> To do
The line with "files delivered, only", the line with "let first = load_dataset(&self.storage, &files[0]).await?;", and all lines between them in the material below: return these exactly, and no others.
================================
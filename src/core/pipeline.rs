use crate::adapters::spreadsheet::{read_table, write_table, TableFormat};
use crate::core::normalizer::load_dataset;
use crate::core::projector::{project_price, project_stock, ProjectionSummary};
use crate::core::protected::ProtectedArticles;
use crate::core::reconcile::Reconciler;
use crate::domain::model::{MergedReport, SourceDatasets};
use crate::domain::ports::{ConfigProvider, Pipeline, SourceProvider, Storage, TemplateTarget};
use crate::domain::table::Template;
use crate::utils::error::{EtlError, Result};
use serde::Serialize;
use std::io::ErrorKind;
use std::path::Path;

const PARTIAL_SUFFIX: &str = ".partial";
const BACKUP_SUFFIX: &str = ".bak";

#[derive(Debug, Clone, Serialize)]
pub struct RunSummary {
    pub articles: usize,
    pub stock_output: String,
    pub price_output: String,
    pub report_json: Option<String>,
    pub stock: ProjectionSummary,
    pub price: ProjectionSummary,
}

/// A projection serialized and ready to be written.
struct Rendered {
    path: String,
    bytes: Vec<u8>,
    summary: ProjectionSummary,
}

pub struct ReconPipeline<S: Storage, C: ConfigProvider> {
    pub(crate) storage: S,
    pub(crate) config: C,
    pub(crate) sources: Box<dyn SourceProvider>,
}

impl<S: Storage, C: ConfigProvider> ReconPipeline<S, C> {
    pub fn new(storage: S, config: C, sources: Box<dyn SourceProvider>) -> Self {
        Self {
            storage,
            config,
            sources,
        }
    }

    fn output_file(&self, name: &str, date: &str) -> String {
        let name = name.replace("{date}", date);
        Path::new(self.config.output_path())
            .join(name)
            .to_string_lossy()
            .to_string()
    }

    async fn load_template(&self, path: &str) -> Result<Template> {
        let bytes = self.storage.read_file(path).await.map_err(|e| match e {
            EtlError::IoError(io) if io.kind() == ErrorKind::NotFound => EtlError::SourceNotFound {
                path: path.to_string(),
            },
            other => other,
        })?;
        Ok(Template::new(read_table(path, bytes)?))
    }

    async fn render_stock(
        &self,
        report: &MergedReport,
        protected: &ProtectedArticles,
        target: &TemplateTarget,
        output: String,
    ) -> Result<Rendered> {
        let template = self.load_template(&target.template).await?;
        let projection = project_stock(
            report,
            protected,
            &template,
            target.layout,
            self.config.reset_scope(),
        );
        let document = template.document.with_active_table(projection.table);
        let bytes = write_table(TableFormat::for_output(&output)?, &document)?;

        Ok(Rendered {
            path: output,
            bytes,
            summary: projection.summary,
        })
    }

    async fn render_price(
        &self,
        report: &MergedReport,
        target: &TemplateTarget,
        output: String,
    ) -> Result<Rendered> {
        let template = self.load_template(&target.template).await?;
        let projection = project_price(report, &template, target.layout);
        let document = template.document.with_active_table(projection.table);
        let bytes = write_table(TableFormat::for_output(&output)?, &document)?;

        Ok(Rendered {
            path: output,
            bytes,
            summary: projection.summary,
        })
    }

    async fn discard(&self, paths: &[String]) {
        for path in paths {
            if let Err(e) = self.storage.remove_file(path).await {
                tracing::warn!("Could not remove {}: {}", path, e);
            }
        }
    }

    async fn restore(&self, backups: &[(String, String)]) {
        for (backup, path) in backups {
            if let Err(e) = self.storage.rename_file(backup, path).await {
                tracing::error!("Could not restore {} from {}: {}", path, backup, e);
            }
        }
    }

    /// 先全部寫成 .partial，既有輸出改名為 .bak，再逐一改名到位。
    /// 任何一步失敗就刪掉新檔並還原 .bak，輸出要嘛全部更新，要嘛維持原狀
    async fn commit(&self, outputs: &[(&str, &[u8])]) -> Result<()> {
        let mut staged: Vec<String> = Vec::new();

        for (path, bytes) in outputs {
            let partial = format!("{}{}", path, PARTIAL_SUFFIX);
            let written = self.storage.write_file(&partial, bytes).await;
            staged.push(partial);
            if let Err(e) = written {
                self.discard(&staged).await;
                return Err(e);
            }
        }

        // (backup, original)
        let mut backups: Vec<(String, String)> = Vec::new();
        for (path, _) in outputs {
            let backup = format!("{}{}", path, BACKUP_SUFFIX);
            match self.storage.rename_file(path, &backup).await {
                Ok(()) => backups.push((backup, path.to_string())),
                Err(EtlError::IoError(e)) if e.kind() == ErrorKind::NotFound => {}
                Err(e) => {
                    self.restore(&backups).await;
                    self.discard(&staged).await;
                    return Err(e);
                }
            }
        }

        for (idx, (path, _)) in outputs.iter().enumerate() {
            if let Err(e) = self.storage.rename_file(&staged[idx], path).await {
                tracing::error!("Could not move {} into place, rolling back: {}", path, e);
                let placed: Vec<String> = outputs[..idx].iter().map(|(p, _)| p.to_string()).collect();
                self.discard(&placed).await;
                self.discard(&staged[idx..]).await;
                self.restore(&backups).await;
                return Err(e);
            }
        }

        let stale: Vec<String> = backups.into_iter().map(|(backup, _)| backup).collect();
        self.discard(&stale).await;

        for (path, _) in outputs {
            tracing::info!("[+] File {} updated", path);
        }
        Ok(())
    }
}

#[async_trait::async_trait]
impl<S: Storage, C: ConfigProvider> Pipeline for ReconPipeline<S, C> {
    type Summary = RunSummary;

    async fn extract(&self) -> Result<SourceDatasets> {
        let files = self.sources.source_files().await?;
        tracing::debug!("Source provider delivered {:?}", files);

        if files.len() < 2 {
            return Err(EtlError::MissingSources { found: files.len() });
        }
        if files.len() > 2 {
            tracing::warn!(
                "{} source files delivered, only {} and {} are used",
                files.len(),
                files[0].display(),
                files[1].display()
            );
        }

        let first = load_dataset(&self.storage, &files[0]).await?;
        let second = load_dataset(&self.storage, &files[1]).await?;

        Ok(SourceDatasets { first, second })
    }

    async fn transform(&self, data: SourceDatasets) -> Result<MergedReport> {
        let reconciler = Reconciler::new(self.config.merge_key(), self.config.pricing());
        tracing::debug!(
            "Merging {} ({}) with {} ({}) by {:?}",
            data.first.label,
            data.first.len(),
            data.second.label,
            data.second.len(),
            self.config.merge_key()
        );
        reconciler.reconcile(&data.first.items, &data.second.items)
    }

    async fn load(&self, report: MergedReport) -> Result<RunSummary> {
        let protected =
            ProtectedArticles::load(&self.storage, self.config.protected_articles_path()).await?;

        let date = chrono::Local::now().format("%Y%m%d").to_string();
        let stock_target = self.config.stock_target();
        let price_target = self.config.price_target();
        let stock_output = self.output_file(&stock_target.output, &date);
        let price_output = self.output_file(&price_target.output, &date);

        // 兩份範本互不相依，同時處理
        let (stock, price) = tokio::try_join!(
            self.render_stock(&report, &protected, &stock_target, stock_output),
            self.render_price(&report, &price_target, price_output),
        )?;

        let report_json = match self.config.report_json() {
            Some(name) => {
                let records: Vec<_> = report.values().collect();
                Some((
                    self.output_file(&name, &date),
                    serde_json::to_vec_pretty(&records)?,
                ))
            }
            None => None,
        };

        let mut outputs: Vec<(&str, &[u8])> = vec![
            (stock.path.as_str(), stock.bytes.as_slice()),
            (price.path.as_str(), price.bytes.as_slice()),
        ];
        if let Some((path, bytes)) = &report_json {
            outputs.push((path.as_str(), bytes.as_slice()));
        }
        self.commit(&outputs).await?;

        Ok(RunSummary {
            articles: report.len(),
            stock_output: stock.path,
            price_output: price.path,
            report_json: report_json.map(|(path, _)| path),
            stock: stock.summary,
            price: price.summary,
        })
    }
}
================================
> Solution
                "{} source files delivered, only {} and {} are used",
                files.len(),
                files[0].display(),
                files[1].display()
            );
        }

        let first = load_dataset(&self.storage, &files[0]).await?;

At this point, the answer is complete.